Supplied material
──────

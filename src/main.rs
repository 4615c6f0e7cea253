//! Room client - monitor
//!
//! Connects to a server, subscribes to room listings and logs every
//! notification until the connection closes or Ctrl-C is pressed.

use std::env;

use tracing::{error, info, warn};
use tracing_subscriber::EnvFilter;

use room_client::{Notification, RoomClient, DEFAULT_URL};

#[tokio::main]
async fn main() -> Result<(), Box<dyn std::error::Error>> {
    // Initialize logging with environment filter
    // e.g., RUST_LOG=debug or RUST_LOG=room_client=trace
    tracing_subscriber::fmt()
        .with_env_filter(
            EnvFilter::try_from_default_env()
                .unwrap_or_else(|_| EnvFilter::new("room_client=info")),
        )
        .init();

    // Get endpoint from command line or use default
    let url = env::args().nth(1).unwrap_or_else(|| DEFAULT_URL.to_string());

    let client = RoomClient::connect(&url)?;
    let mut notifications = client.subscribe();
    let mut reports = client.reports();

    client.wait_open().await?;
    client.subscribe_rooms()?;

    loop {
        tokio::select! {
            notification = notifications.recv() => {
                let Some(notification) = notification else { break };
                info!("{} {}", notification.name(), notification.detail());
                if let Notification::Close { .. } = notification {
                    break;
                }
            }
            Some(report) = reports.recv() => {
                warn!("Dropped frame: {}", report);
            }
            _ = tokio::signal::ctrl_c() => {
                info!("Interrupted, closing");
                if let Err(e) = client.close() {
                    error!("Failed to close: {}", e);
                    break;
                }
            }
        }
    }

    Ok(())
}
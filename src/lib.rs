//! Room Client Library
//!
//! Client-side adapter for a room-based publish/subscribe server reached
//! over a single WebSocket connection.
//!
//! # Features
//! - Room creation and joining
//! - Room listing and room creation/removal subscriptions
//! - Per-room client listing
//! - Broadcasting text messages to a room
//! - Typed notifications for every server push
//!
//! # Architecture
//! - `RoomClient` owns the channel and exposes the commands
//! - A dispatch task decodes inbound frames in delivery order
//! - Observers receive `Notification`s through unbounded `mpsc` queues
//!
//! # Example
//! ```ignore
//! use room_client::{Notification, RoomClient};
//!
//! #[tokio::main]
//! async fn main() -> Result<(), room_client::AppError> {
//!     let client = RoomClient::connect("ws://127.0.0.1:3030/ws")?;
//!     let mut notifications = client.subscribe();
//!
//!     client.wait_open().await?;
//!     client.get_rooms_list()?;
//!
//!     while let Some(notification) = notifications.recv().await {
//!         if let Notification::RoomsList(rooms) = notification {
//!             println!("{} rooms", rooms.len());
//!             break;
//!         }
//!     }
//!     Ok(())
//! }
//! ```

pub mod channel;
pub mod client;
pub mod codec;
pub mod error;
pub mod message;
pub mod notification;
pub mod publisher;
pub mod transport;
pub mod types;

/// Endpoint of a locally running server
pub const DEFAULT_URL: &str = "ws://127.0.0.1:3030/ws";

// Re-export main types for convenience
pub use channel::{Channel, ChannelEvent, ChannelPeer, Outgoing};
pub use client::{ConnectionState, RoomClient};
pub use error::{AppError, SendError};
pub use message::{BroadcastData, BroadcastTarget, Command, Envelope, Event};
pub use notification::{Notification, NotificationKind};
pub use publisher::{ObserverId, Publisher, Subscription};
pub use types::{ClientId, RoomId};
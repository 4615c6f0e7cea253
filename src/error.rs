//! Error types for the room client
//!
//! Defines adapter-level errors and channel send errors.
//! Uses thiserror for ergonomic error definitions.

use thiserror::Error;

use crate::client::ConnectionState;

/// Adapter-level errors
///
/// Covers construction failures (bad endpoint), malformed inbound
/// frames, and commands issued while the channel cannot carry them.
#[derive(Debug, Error)]
pub enum AppError {
    /// WebSocket protocol error (invalid endpoint URL, handshake failure)
    #[error("WebSocket error: {0}")]
    WebSocket(#[from] tokio_tungstenite::tungstenite::Error),

    /// JSON serialization/deserialization error (malformed frame)
    #[error("JSON serialization error: {0}")]
    Json(#[from] serde_json::Error),

    /// Command issued while the connection is not open
    #[error("Not connected (connection is {state})")]
    NotConnected { state: ConnectionState },

    /// The outbound side of the channel has been dropped
    #[error("Channel closed")]
    ChannelClosed,
}

/// Message send errors
///
/// Occurs when attempting to send through a channel whose other half is gone.
#[derive(Debug, Error)]
pub enum SendError {
    /// The receiving end of the channel has been closed
    #[error("Channel closed")]
    ChannelClosed,
}

impl From<SendError> for AppError {
    fn from(err: SendError) -> Self {
        match err {
            SendError::ChannelClosed => AppError::ChannelClosed,
        }
    }
}
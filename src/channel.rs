//! Duplex text channel
//!
//! The client never talks to a socket directly. It owns a `Channel`, whose
//! other half (`ChannelPeer`) is driven by a transport task or by a test.

use tokio::sync::mpsc;

use crate::error::SendError;

/// Item written by the client toward the transport
#[derive(Debug, Clone, PartialEq, Eq)]
pub enum Outgoing {
    /// A text frame
    Text(String),
    /// Ask the transport to close the connection
    Close,
}

/// Item delivered by the transport to the client
#[derive(Debug, Clone, PartialEq, Eq)]
pub enum ChannelEvent {
    /// The connection is ready to send
    Open,
    /// A received text frame
    Frame(String),
    /// The connection closed
    Closed { reason: Option<String> },
    /// The connection failed
    Failed(String),
}

/// Client side of the duplex channel
#[derive(Debug)]
pub struct Channel {
    pub(crate) outgoing: mpsc::UnboundedSender<Outgoing>,
    pub(crate) incoming: mpsc::UnboundedReceiver<ChannelEvent>,
}

impl Channel {
    /// Create a connected channel and its transport-side peer
    pub fn pair() -> (Channel, ChannelPeer) {
        let (out_tx, out_rx) = mpsc::unbounded_channel();
        let (in_tx, in_rx) = mpsc::unbounded_channel();
        (
            Channel {
                outgoing: out_tx,
                incoming: in_rx,
            },
            ChannelPeer {
                incoming: in_tx,
                outgoing: out_rx,
            },
        )
    }
}

/// Transport side of the duplex channel
#[derive(Debug)]
pub struct ChannelPeer {
    pub(crate) incoming: mpsc::UnboundedSender<ChannelEvent>,
    pub(crate) outgoing: mpsc::UnboundedReceiver<Outgoing>,
}

impl ChannelPeer {
    /// Signal that the connection is ready
    pub fn open(&self) -> Result<(), SendError> {
        self.emit(ChannelEvent::Open)
    }

    /// Deliver a received text frame
    pub fn deliver(&self, text: impl Into<String>) -> Result<(), SendError> {
        self.emit(ChannelEvent::Frame(text.into()))
    }

    /// Signal that the connection closed
    pub fn close(&self, reason: Option<String>) -> Result<(), SendError> {
        self.emit(ChannelEvent::Closed { reason })
    }

    /// Signal a transport failure
    pub fn fail(&self, reason: impl Into<String>) -> Result<(), SendError> {
        self.emit(ChannelEvent::Failed(reason.into()))
    }

    pub fn emit(&self, event: ChannelEvent) -> Result<(), SendError> {
        self.incoming
            .send(event)
            .map_err(|_| SendError::ChannelClosed)
    }

    /// Wait for the next item written by the client
    ///
    /// Returns `None` once the client side has been dropped.
    pub async fn recv_sent(&mut self) -> Option<Outgoing> {
        self.outgoing.recv().await
    }

    /// Take the next item written by the client if one is queued
    pub fn try_recv_sent(&mut self) -> Option<Outgoing> {
        self.outgoing.try_recv().ok()
    }

    /// Split into the event sender and the outgoing receiver
    pub fn into_parts(
        self,
    ) -> (
        mpsc::UnboundedSender<ChannelEvent>,
        mpsc::UnboundedReceiver<Outgoing>,
    ) {
        (self.incoming, self.outgoing)
    }
}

──────

Your objective
Write the opening line of the data above and every line after it, exactly, stopping once you have written the line with "Room Client Library".

Response to the exercise
filename src/main.rs
repository 4615c6f0e7cea253
//! Room client - monitor
//!
//! Connects to a server, subscribes to room listings and logs every
//! notification until the connection closes or Ctrl-C is pressed.

use std::env;

use tracing::{error, info, warn};
use tracing_subscriber::EnvFilter;

use room_client::{Notification, RoomClient, DEFAULT_URL};

#[tokio::main]
async fn main() -> Result<(), Box<dyn std::error::Error>> {
    // Initialize logging with environment filter
    // e.g., RUST_LOG=debug or RUST_LOG=room_client=trace
    tracing_subscriber::fmt()
        .with_env_filter(
            EnvFilter::try_from_default_env()
                .unwrap_or_else(|_| EnvFilter::new("room_client=info")),
        )
        .init();

    // Get endpoint from command line or use default
    let url = env::args().nth(1).unwrap_or_else(|| DEFAULT_URL.to_string());

    let client = RoomClient::connect(&url)?;
    let mut notifications = client.subscribe();
    let mut reports = client.reports();

    client.wait_open().await?;
    client.subscribe_rooms()?;

    loop {
        tokio::select! {
            notification = notifications.recv() => {
                let Some(notification) = notification else { break };
                info!("{} {}", notification.name(), notification.detail());
                if let Notification::Close { .. } = notification {
                    break;
                }
            }
            Some(report) = reports.recv() => {
                warn!("Dropped frame: {}", report);
            }
            _ = tokio::signal::ctrl_c() => {
                info!("Interrupted, closing");
                if let Err(e) = client.close() {
                    error!("Failed to close: {}", e);
                    break;
                }
            }
        }
    }

    Ok(())
}
filename src/lib.rs
//! Room Client Library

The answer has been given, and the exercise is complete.